If You Could Give Your Kids ONLY 3 Pieces of Advice…


IF YOU COULD GIVE YOUR KIDS ONLY 3 PIECES OF ADVICE, WHAT WOULD THEY BE?

This question was posed as an “Icebreaker” to our Forum meeting a few weeks ago.

Think about it.  Of all the DOZENS of great ideas you’d like to give your children, what would be the TOP THREE?

Here are mine:

1.  THINK for yourself – To live a fulfilling life, you have to think independently.  This is how you can create a world of limitless possibility.  Question everything!  It’s OK to listen to “conventional wisdom” and advice that people give you, but YOU have to ultimately form your own opinions.  This is what the best LEADERS do, whether they are leading a company, a family, or their own lives.

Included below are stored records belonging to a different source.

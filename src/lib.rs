#![forbid(unsafe_code)]
#![deny(clippy::unwrap_used)]
//! String-backed enumerations: closed sets of named, singleton members carrying an immutable string value.
//!
//! A concrete enumeration declares its members once (usually with `#[derive(Enumeration)]`), then callers can
//! enumerate them ([`Enumeration::values`]), resolve one by value ([`Enumeration::value_of`]) and compare by value
//! ([`Enumeration::equals`]). [`create_enum`] builds a frozen, name-keyed [`Registry`] over the same members.
//!
//! ## Panic Policy
//!
//! - **Library code**: lookups return `Option` / `Result`; nothing here panics except
//!   `Registry`'s `Index` impl on a missing key (same contract as `HashMap`).
//! - **Test code**: `.unwrap()` and `.expect()` are acceptable in tests.
//!
//! ## Examples
//! ```rust
//! use string_enum::prelude::*;
//!
//! #[derive(Debug, Clone, Copy, Enumeration)]
//! enum Color {
//!     RED,
//!     GREEN,
//! }
//!
//! assert_eq!(Color::values(), vec![&Color::RED, &Color::GREEN]);
//! assert_eq!(Color::value_of("GREEN"), Some(&Color::GREEN));
//! assert_eq!(Color::value_of("BLUE"), None);
//!
//! let colors = create_enum::<Color>();
//! assert_eq!(colors["RED"], Color::RED);
//! assert_eq!(colors.value_of("RED"), Some(&Color::RED));
//! ```

pub mod enumeration;
pub mod prelude;
pub mod registry;

pub use enumeration::{Enumeration, Member};
pub use registry::{Registry, create_enum};
pub use string_enum_core::{EnumError, EnumValue, ErrorKind, lang};
pub use string_enum_derive::Enumeration;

2.  Always maintain your INTEGRITY – In the end, you have only 2 things:  your memories and your name.  And your name and reputation live on.  By keeping your promises and doing the RIGHT THING, you will sleep soundly at night and have peace of mind.

3.  Find your PASSION and give 100% – Life is very short.  You don’t have much time, so make the most of it by doing what you LOVE and giving your ALL.  It’s not easy to find your passion. Maybe the search will be painful and long, but you will find it at some point.  And the feeling of satisfaction knowing you have given 100% brings tremendous contentment.

My Forum Brothers all had awesome Advice as well:

Find Yourself.  Be True to Yourself.

GIve and Get Love.

Be Present – Take in the Moment.

Work Hard

Enjoy Life

Be Respectful

Listen Carefully to Advice Along the Way

Modulate Your Emotional Highs and Lows

Embrace Difficulties and Hardship – They are a Catalyst for Growth

Love Your God and Love Your Neighbor as Yourself

Find a Life Partner Who Shares Your Values and Life Experience

In Your Profession: Be Good at It, Enjoy It, and Make Sure It Pays Well

What Top 3 pieces of advice would YOU give to YOUR kids?

Thanks for reading, and please subscribe!

Featured image courtesy of aldrin_muya licensed via creative commons.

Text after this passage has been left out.